Just to be clear, this was a study looking at structural and functional brain connectivity in relation to a task that involved extracting syllabic patterns from auditory input. It did not feature children, vocabulary learning or iPads.

It really does a disservice to families of children with language learning problems to come out with scaremongering claims about modern technology on the basis of no hard evidence. And, for the record, auditory input is not the only way to learn new words: reading provides an  increasingly important route for vocabulary learning as children grow older.

Reference López-Barroso D, Catani M, Ripollés P, Dell'acqua F, Rodríguez-Fornells A, & de Diego-Balaguer R (2013). Word learning is mediated by the left arcuate fasciculus. Proceedings of the National Academy of Sciences of the United States of America, 110 (32), 13168-73 PMID: 23884655

1 comment:

  1. I saw the newspaper reports of this paper and made a note to look it up this week, so I appreciate this 'primer'. I have nothing to say about the paper at this stage, but I do think that you raise a good point around our engagement with the media in work of this nature. Perhaps as a result of the impact agenda, "media coverage of one's research" is now a criterion for promotion up the professorial scale in my own institution, and I would be surprised if we were alone in this. In order to get our institutional name out there, we are encouraged to work with our media office to put out press releases of our findings, in the hope that the newspapers will bite. But anyone who has tried to work with a press office knows that unless you can make claims about e.g. this work leading to a "cure" for dyslexia, they aren't usually interested. Because of the incentive structure, you end up approving a press release that you are slightly uncomfortable with, and on the off chance the newspapers do pick it up, you can be sure that it will end up much more sensationalist then it originally was ...

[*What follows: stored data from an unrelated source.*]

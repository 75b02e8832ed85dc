//! Command implementations and dispatch logic.
//!
//! Each command is an async function taking the shared `CommandContext`.

use grove_cache::{CacheOptions, RepositoryCache};
use grove_config::{find_manifest, ConfigLayering, ConfigLoader, GroveConfig, MANIFEST_FILE_NAME};
use grove_core::error::{GroveError, GroveResult};
use grove_vcs::Backends;
use std::collections::HashMap;
use std::path::PathBuf;
use tokio_util::sync::CancellationToken;
use tracing::{debug, info};

pub mod cache;
pub mod install;
pub mod mirror;
pub mod name;

#[cfg(test)]
mod tests;

use crate::{CacheAction, Commands, MirrorAction, output::OutputHandler};

/// Shared context for all commands
pub struct CommandContext {
    pub cwd: PathBuf,
    pub output: OutputHandler,
    pub loader: ConfigLoader,
    /// Global configuration with environment and flag overrides applied
    pub config: GroveConfig,
    pub backends: Backends,
    /// Cancelled on Ctrl-C
    pub cancel: CancellationToken,
}

impl CommandContext {
    /// Create a new command context, layering `cli_overrides` over the global config
    pub async fn new(cli_overrides: &HashMap<String, String>) -> GroveResult<Self> {
        let cwd = std::env::current_dir().map_err(|e| GroveError::io("Failed to get current directory", e))?;

        let loader = ConfigLoader::from_env()?;
        let global = loader.load_global_config().await?;
        let config = ConfigLayering::merge_configs(global, &ConfigLayering::collect_env_overrides(), cli_overrides)?;
        debug!(home = %loader.home(), workers = config.workers, "loaded configuration");

        Ok(Self {
            cwd,
            output: OutputHandler::new(),
            loader,
            config,
            backends: Backends::system(),
            cancel: CancellationToken::new(),
        })
    }

    /// Nearest grove.toml at or above the working directory
    pub fn manifest_path(&self) -> GroveResult<PathBuf> {
        find_manifest(&self.cwd).ok_or_else(|| GroveError::ManifestInvalid {
            path: self.cwd.join(MANIFEST_FILE_NAME).display().to_string(),
            message: "no grove.toml found in this directory or any parent".to_string(),
        })
    }

    /// Open the repository cache described by the configuration
    pub fn open_cache(&self) -> GroveResult<RepositoryCache> {
        let options = CacheOptions {
            grace_period: self.config.grace_period(),
            retry: self.config.retry_config(),
        };
        RepositoryCache::open(self.loader.cache_dir(&self.config), self.backends.clone(), options)
    }
}

/// Dispatch a command to its handler
pub async fn dispatch_command(command: Commands, ctx: &CommandContext) -> GroveResult<()> {
    match command {
        Commands::Install { .. } => {
            info!("Installing dependencies");
            install::execute(false, ctx).await
        },
        Commands::Update { .. } => {
            info!("Updating dependencies");
            install::execute(true, ctx).await
        },
        Commands::Name => name::execute(ctx),
        Commands::Mirror { action } => match action {
            MirrorAction::List => mirror::list(ctx),
            MirrorAction::Set { original, repo, vcs } => mirror::set(original, repo, vcs, ctx),
            MirrorAction::Remove { original } => mirror::remove(&original, ctx),
        },
        Commands::Cache { action } => match action {
            CacheAction::Clean => cache::clean(ctx),
        },
    }
}
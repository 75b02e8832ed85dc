//! # grove-cli
//!
//! Entry point for the `grove` dependency manager. Parses the command line,
//! installs logging, layers configuration and dispatches to a command
//! handler.

use anyhow::Context;
use clap::{Parser, Subcommand};
use grove_core::VcsKind;
use std::collections::HashMap;
use std::process::ExitCode;
use tracing::{debug, error};

mod commands;
mod output;

use commands::CommandContext;
use output::errors::ErrorFormatter;

/// Reproducible source dependencies pinned from version control
#[derive(Parser)]
#[command(name = "grove", version, about = "Source dependency manager")]
pub struct Cli {
    #[command(subcommand)]
    pub command: Commands,

    /// Enable verbose output
    #[arg(short, long, global = true)]
    pub verbose: bool,

    /// Maximum number of repositories fetched at once
    #[arg(long, global = true)]
    pub workers: Option<usize>,

    /// Repository cache directory
    #[arg(long, global = true)]
    pub cache_dir: Option<String>,

    /// Skip fetching repositories synced within this many seconds
    #[arg(long, global = true)]
    pub grace_period: Option<u64>,
}

impl Cli {
    /// Flags that override the layered configuration, keyed like the config layer expects
    fn overrides(&self) -> HashMap<String, String> {
        let mut overrides = HashMap::new();
        if let Some(workers) = self.workers {
            overrides.insert("workers".to_string(), workers.to_string());
        }
        if let Some(dir) = &self.cache_dir {
            overrides.insert("cache-dir".to_string(), dir.clone());
        }
        if let Some(secs) = self.grace_period {
            overrides.insert("grace-period".to_string(), secs.to_string());
        }
        if let Commands::Install { include_tests: true, .. } | Commands::Update { include_tests: true } =
            &self.command
        {
            overrides.insert("include-tests".to_string(), "true".to_string());
        }
        if let Commands::Install { no_verify: true, .. } = &self.command {
            overrides.insert("verify-lock".to_string(), "false".to_string());
        }
        overrides
    }
}

#[derive(Subcommand)]
pub enum Commands {
    /// Resolve dependencies, reusing grove.lock when it is up to date
    Install {
        /// Also follow imports of test files
        #[arg(long)]
        include_tests: bool,
        /// Reuse a fresh lock without checking cached working copies
        #[arg(long)]
        no_verify: bool,
    },
    /// Resolve from scratch and rewrite grove.lock
    Update {
        #[arg(long)]
        include_tests: bool,
    },
    /// Print the package name of the nearest grove.toml
    Name,
    /// Manage repository mirrors
    Mirror {
        #[command(subcommand)]
        action: MirrorAction,
    },
    /// Manage the repository cache
    Cache {
        #[command(subcommand)]
        action: CacheAction,
    },
}

#[derive(Subcommand)]
pub enum MirrorAction {
    /// List configured mirrors
    List,
    /// Redirect a repository URL (and everything below it) to another
    Set {
        original: String,
        repo: String,
        #[arg(long)]
        vcs: Option<VcsKind>,
    },
    /// Remove the mirror for a repository URL
    Remove { original: String },
}

#[derive(Subcommand)]
pub enum CacheAction {
    /// Remove every cached working copy
    Clean,
}

fn main() -> ExitCode {
    let cli = Cli::parse();

    setup_logging(cli.verbose);
    debug!("Starting grove v{}", env!("CARGO_PKG_VERSION"));

    match run_cli(cli) {
        Ok(()) => ExitCode::SUCCESS,
        Err(e) => {
            let formatter = ErrorFormatter::new();
            match e.downcast_ref::<grove_core::GroveError>() {
                Some(grove_error) => eprint!("{}", formatter.format_error(grove_error)),
                None => eprintln!("{}", formatter.format_simple(&format!("{:#}", e))),
            }
            ExitCode::FAILURE
        },
    }
}

fn run_cli(cli: Cli) -> anyhow::Result<()> {
    let rt = tokio::runtime::Runtime::new().context("Failed to create async runtime")?;

    rt.block_on(async {
        let ctx = CommandContext::new(&cli.overrides()).await?;

        let cancel = ctx.cancel.clone();
        tokio::spawn(async move {
            if tokio::signal::ctrl_c().await.is_ok() {
                error!("interrupted, cancelling");
                cancel.cancel();
            }
        });

        commands::dispatch_command(cli.command, &ctx).await?;
        Ok::<(), anyhow::Error>(())
    })
}

fn setup_logging(verbose: bool) {
    let level = if verbose { "debug" } else { "warn" };
    let filter = tracing_subscriber::EnvFilter::try_from_default_env().unwrap_or_else(|_| {
        tracing_subscriber::EnvFilter::new(format!(
            "grove_cli={level},grove_core={level},grove_vcs={level},grove_cache={level},\
             grove_lockfile={level},grove_resolver={level},grove_config={level}"
        ))
    });

    tracing_subscriber::fmt()
        .with_env_filter(filter)
        .with_target(false)
        .with_writer(std::io::stderr)
        .init();
}
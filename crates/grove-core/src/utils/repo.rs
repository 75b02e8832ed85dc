//! Repository URL helpers.
//!
//! Maps import paths to repository roots and URLs, normalizes URLs for cache
//! keying, and infers the VCS kind when a declaration leaves it out.

use crate::types::VcsKind;
use url::Url;

/// Hosts whose repositories live at `host/owner/repo`
const THREE_SEGMENT_HOSTS: &[&str] = &["github.com", "gitlab.com", "bitbucket.org", "golang.org"];

/// Hosts whose repositories live at `host/repo`
const TWO_SEGMENT_HOSTS: &[&str] = &["google.golang.org", "gopkg.in", "launchpad.net"];

/// Normalize a repository URL.
///
/// Scheme and host are lowercased, default ports and trailing slashes are
/// dropped, and a missing scheme becomes `https`. Strings that are not URLs
/// (scp-style `git@host:path`, local paths) are only trimmed.
pub fn normalize_url(raw: &str) -> String {
    let trimmed = raw.trim();
    let candidate = if trimmed.contains("://") {
        trimmed.to_string()
    } else if looks_like_host_path(trimmed) {
        format!("https://{}", trimmed)
    } else {
        return trimmed.trim_end_matches('/').to_string();
    };

    match Url::parse(&candidate) {
        Ok(mut url) => {
            url.set_fragment(None);
            let path = url.path().trim_end_matches('/').to_string();
            url.set_path(&path);
            url.to_string().trim_end_matches('/').to_string()
        },
        Err(_) => trimmed.trim_end_matches('/').to_string(),
    }
}

fn looks_like_host_path(s: &str) -> bool {
    let host = s.split('/').next().unwrap_or_default();
    !s.contains(':') && host.contains('.') && !s.starts_with('.') && !s.starts_with('/')
}

/// The import path of the repository that contains `import_path`.
///
/// `github.com/a/b/c` lives in `github.com/a/b`; unknown hosts are assumed to
/// serve the whole path as one repository.
pub fn repository_root(import_path: &str) -> String {
    let trimmed = import_path.trim().trim_matches('/');
    let segments: Vec<&str> = trimmed.split('/').collect();
    let host = segments.first().copied().unwrap_or_default();

    let depth = if THREE_SEGMENT_HOSTS.contains(&host) {
        3
    } else if TWO_SEGMENT_HOSTS.contains(&host) {
        2
    } else {
        segments.len()
    };

    segments[..depth.min(segments.len())].join("/")
}

/// Default repository URL for an import path with no declared repository
pub fn default_repository(import_path: &str) -> String {
    format!("https://{}", repository_root(import_path))
}

/// Infer the VCS kind from a repository URL, defaulting to git
pub fn infer_vcs(url: &str) -> VcsKind {
    let lower = url.to_ascii_lowercase();
    let host = Url::parse(&lower)
        .ok()
        .and_then(|u| u.host_str().map(str::to_string))
        .unwrap_or_default();

    if lower.ends_with(".git") || lower.starts_with("git@") || lower.starts_with("git://") {
        return VcsKind::Git;
    }
    if THREE_SEGMENT_HOSTS.contains(&host.as_str()) {
        return VcsKind::Git;
    }
    if lower.starts_with("svn://") || lower.starts_with("svn+") || lower.contains("/svn/") || host.starts_with("svn.") {
        return VcsKind::Subversion;
    }
    if lower.ends_with(".hg") || host.starts_with("hg.") || lower.contains("/hg/") {
        return VcsKind::Mercurial;
    }
    if host == "launchpad.net" || lower.starts_with("bzr://") || lower.starts_with("bzr+") {
        return VcsKind::Bazaar;
    }
    VcsKind::Git
}

#[cfg(test)]
mod tests {
    use super::*;

    #[test]
    fn test_normalize_url() {
        assert_eq!(
            normalize_url("HTTPS://GitHub.com/acme/x/"),
            "https://github.com/acme/x"
        );
        assert_eq!(normalize_url("github.com/acme/x"), "https://github.com/acme/x");
        assert_eq!(
            normalize_url("https://example.com:443/r#frag"),
            "https://example.com/r"
        );
        assert_eq!(normalize_url("git@github.com:acme/x.git"), "git@github.com:acme/x.git");
    }

    #[test]
    fn test_repository_root() {
        assert_eq!(repository_root("github.com/acme/x/sub/pkg"), "github.com/acme/x");
        assert_eq!(repository_root("golang.org/x/tools/go/ast"), "golang.org/x/tools");
        assert_eq!(repository_root("google.golang.org/grpc/codes"), "google.golang.org/grpc");
        assert_eq!(repository_root("example.com/whole/path"), "example.com/whole/path");
        assert_eq!(repository_root("github.com/acme"), "github.com/acme");
    }

    #[test]
    fn test_default_repository() {
        assert_eq!(
            default_repository("github.com/acme/x/sub"),
            "https://github.com/acme/x"
        );
    }

    #[test]
    fn test_infer_vcs() {
        assert_eq!(infer_vcs("https://github.com/acme/x"), VcsKind::Git);
        assert_eq!(infer_vcs("https://example.com/r.git"), VcsKind::Git);
        assert_eq!(infer_vcs("svn://example.com/trunk"), VcsKind::Subversion);
        assert_eq!(infer_vcs("https://hg.example.com/r"), VcsKind::Mercurial);
        assert_eq!(infer_vcs("https://launchpad.net/project"), VcsKind::Bazaar);
        assert_eq!(infer_vcs("https://example.com/unknown"), VcsKind::Git);
    }
}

    You talk a lot on this blog about perverse incentives these days, which harm the cause of doing good science. My point is that while outreach is definitely valuable (and I love your RALLI page, for example), I do think that some of the incentives around engagement with the media end up doing a great disservice to the general public, as you have shown in this case... and I do feel sorry for poor Marco Catani who must be deeply embarrassed about these headlines.